Abstract: Upwelling in the ocean is a phenomenon that has long captured the attention of scientists and local communities around the world. Upwelling is the process by which deeper water, sometimes at depths much deeper than 100 meters, is forced upward toward the surface by action of winds or currents. The amount of energy to move water and salt from those depths to the surface, over linear distances that often exceed hundreds or thousands of kilometers and areas that span several tens to hundreds of thousands of square kilometers, is staggering. With those motions, entire ecosystems and millions of living and dead organisms are turned over in the oceanic water column as well.

Upwelling in the ocean is a phenomenon that has long captured the attention of scientists and local communities around the world.
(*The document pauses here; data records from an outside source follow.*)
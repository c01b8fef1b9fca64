//! Realtime outcome-token prices from the Polymarket market channel
//!
//! One background task owns the connection, the subscription set and the
//! price cache. Callers talk to it through a command channel and read the
//! cache; nothing else writes to it.

use super::parse::{parse_market_message, PriceUpdate};
use super::{FeedError, PriceSource, TokenPrice};
use crate::config::FeedConfig;
use crate::telemetry::{self, GaugeMetric};
use crate::ws::{WsClient, WsConfig, WsMessage};
use async_trait::async_trait;
use chrono::{Duration, Utc};
use serde_json::json;
use std::collections::{BTreeSet, HashMap};
use std::sync::atomic::{AtomicBool, Ordering};
use std::sync::Arc;
use tokio::sync::{mpsc, RwLock};
use tokio::task::JoinHandle;

type PriceCache = Arc<RwLock<HashMap<String, TokenPrice>>>;

#[derive(Debug)]
enum FeedCommand {
    Subscribe(Vec<String>),
    Unsubscribe(Vec<String>),
}

/// Subscription bookkeeping for one feed, across reconnects
///
/// Each method returns the frame to send, if any.
#[derive(Debug, Default)]
pub(crate) struct FeedState {
    subscribed: BTreeSet<String>,
    connected: bool,
}

impl FeedState {
    /// Full subscription for a fresh connection
    pub(crate) fn on_connected(&mut self) -> Option<String> {
        self.connected = true;
        if self.subscribed.is_empty() {
            return None;
        }
        let ids: Vec<&String> = self.subscribed.iter().collect();
        Some(json!({ "assets_ids": ids, "type": "market" }).to_string())
    }

    pub(crate) fn on_disconnected(&mut self) {
        self.connected = false;
    }

    /// Add ids; only the newly added ones go on the wire
    pub(crate) fn subscribe(&mut self, ids: Vec<String>) -> Option<String> {
        let added: Vec<String> = ids
            .into_iter()
            .filter(|id| self.subscribed.insert(id.clone()))
            .collect();
        self.operation("subscribe", added)
    }

    /// Remove ids; only those actually subscribed go on the wire
    pub(crate) fn unsubscribe(&mut self, ids: &[String]) -> Option<String> {
        let removed: Vec<String> = ids
            .iter()
            .filter(|id| self.subscribed.remove(*id))
            .cloned()
            .collect();
        self.operation("unsubscribe", removed)
    }

    fn operation(&self, op: &str, ids: Vec<String>) -> Option<String> {
        if ids.is_empty() || !self.connected {
            return None;
        }
        Some(json!({ "assets_ids": ids, "operation": op }).to_string())
    }

    pub(crate) fn is_subscribed(&self, id: &str) -> bool {
        self.subscribed.contains(id)
    }
}

/// Price source backed by the market WebSocket
pub struct RealtimePriceFeed {
    prices: PriceCache,
    commands: mpsc::UnboundedSender<FeedCommand>,
    connected: Arc<AtomicBool>,
    max_age: Duration,
}

impl RealtimePriceFeed {
    /// Connect and start the feed task
    pub fn start(config: &FeedConfig) -> (Self, JoinHandle<()>) {
        let ws_config = WsConfig::new(config.ws_url.clone())
            .initial_delay(config.initial_backoff())
            .max_delay(config.max_backoff())
            .heartbeat(config.heartbeat());
        let (ws_rx, ws_tx) = WsClient::new(ws_config).connect_bidirectional();
        Self::with_channels(ws_rx, ws_tx, Duration::seconds(config.max_price_age_secs))
    }

    /// Start the feed task over an existing connection
    fn with_channels(
        ws_rx: mpsc::Receiver<WsMessage>,
        ws_tx: mpsc::Sender<String>,
        max_age: Duration,
    ) -> (Self, JoinHandle<()>) {
        let prices: PriceCache = Arc::new(RwLock::new(HashMap::new()));
        let connected = Arc::new(AtomicBool::new(false));
        let (cmd_tx, cmd_rx) = mpsc::unbounded_channel();

        let handle = tokio::spawn(run_feed(
            ws_rx,
            ws_tx,
            cmd_rx,
            Arc::clone(&prices),
            Arc::clone(&connected),
        ));

        (
            Self {
                prices,
                commands: cmd_tx,
                connected,
                max_age,
            },
            handle,
        )
    }

    pub fn is_connected(&self) -> bool {
        self.connected.load(Ordering::Relaxed)
    }

    fn send(&self, command: FeedCommand) -> Result<(), FeedError> {
        self.commands.send(command).map_err(|_| FeedError::Closed)
    }
}

#[async_trait]
impl PriceSource for RealtimePriceFeed {
    async fn subscribe(&self, token_ids: &[String]) {
        if let Err(e) = self.send(FeedCommand::Subscribe(token_ids.to_vec())) {
            tracing::warn!(error = %e, count = token_ids.len(), "Subscribe dropped");
        }
    }

    async fn unsubscribe(&self, token_ids: &[String]) {
        if let Err(e) = self.send(FeedCommand::Unsubscribe(token_ids.to_vec())) {
            tracing::warn!(error = %e, count = token_ids.len(), "Unsubscribe dropped");
        }
    }

    async fn get_price(&self, token_id: &str) -> Option<TokenPrice> {
        let price = *self.prices.read().await.get(token_id)?;
        price.is_fresh(Utc::now(), self.max_age).then_some(price)
    }
}

async fn run_feed(
    mut ws_rx: mpsc::Receiver<WsMessage>,
    ws_tx: mpsc::Sender<String>,
    mut cmd_rx: mpsc::UnboundedReceiver<FeedCommand>,
    prices: PriceCache,
    connected: Arc<AtomicBool>,
) {
    let mut state = FeedState::default();

    loop {
        let outgoing = tokio::select! {
            msg = ws_rx.recv() => match msg {
                Some(WsMessage::Text(text)) => {
                    apply_updates(&prices, &state, parse_market_message(&text)).await;
                    None
                }
                Some(WsMessage::Connected) => {
                    tracing::info!("Market feed connected");
                    connected.store(true, Ordering::Relaxed);
                    telemetry::set_gauge(GaugeMetric::FeedConnected, 1.0);
                    state.on_connected()
                }
                Some(WsMessage::Disconnected) => {
                    tracing::warn!("Market feed disconnected");
                    connected.store(false, Ordering::Relaxed);
                    telemetry::set_gauge(GaugeMetric::FeedConnected, 0.0);
                    state.on_disconnected();
                    None
                }
                Some(WsMessage::Reconnecting { attempt, delay }) => {
                    tracing::warn!(attempt, delay_ms = delay.as_millis() as u64, "Market feed reconnecting");
                    None
                }
                Some(WsMessage::Binary(_)) => None,
                Some(WsMessage::Terminated) | None => {
                    tracing::error!("Market feed terminated");
                    connected.store(false, Ordering::Relaxed);
                    telemetry::set_gauge(GaugeMetric::FeedConnected, 0.0);
                    break;
                }
            },
            cmd = cmd_rx.recv() => match cmd {
                Some(FeedCommand::Subscribe(ids)) => state.subscribe(ids),
                Some(FeedCommand::Unsubscribe(ids)) => {
                    let mut cache = prices.write().await;
                    for id in &ids {
                        cache.remove(id);
                    }
                    drop(cache);
                    state.unsubscribe(&ids)
                }
                // Every handle dropped
                None => break,
            },
        };

        if let Some(frame) = outgoing {
            if ws_tx.send(frame).await.is_err() {
                tracing::warn!("Market feed connection closed, stopping");
                break;
            }
        }
    }
}

/// Store updates for subscribed tokens, ignoring out-of-order ones
async fn apply_updates(prices: &PriceCache, state: &FeedState, updates: Vec<PriceUpdate>) {
    if updates.is_empty() {
        return;
    }
    let mut cache = prices.write().await;
    for update in updates {
        if !state.is_subscribed(&update.token_id) {
            continue;
        }
        let newer = cache
            .get(&update.token_id)
            .map_or(true, |old| update.timestamp >= old.timestamp);
        if newer {
            cache.insert(
                update.token_id,
                TokenPrice {
                    price: update.price,
                    timestamp: update.timestamp,
                },
            );
        }
    }
}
Upwelling is the process by which deeper water, sometimes at depths much deeper than 100 meters, is forced upward toward the surface by action of winds or currents. The amount of energy to move water and salt from those depths to the surface, over linear distances that often exceed hundreds or thousands of kilometers and areas that span several tens to hundreds of thousands of square kilometers, is staggering. With those motions, entire ecosystems and millions of living and dead organisms are turned over in the oceanic water column as well.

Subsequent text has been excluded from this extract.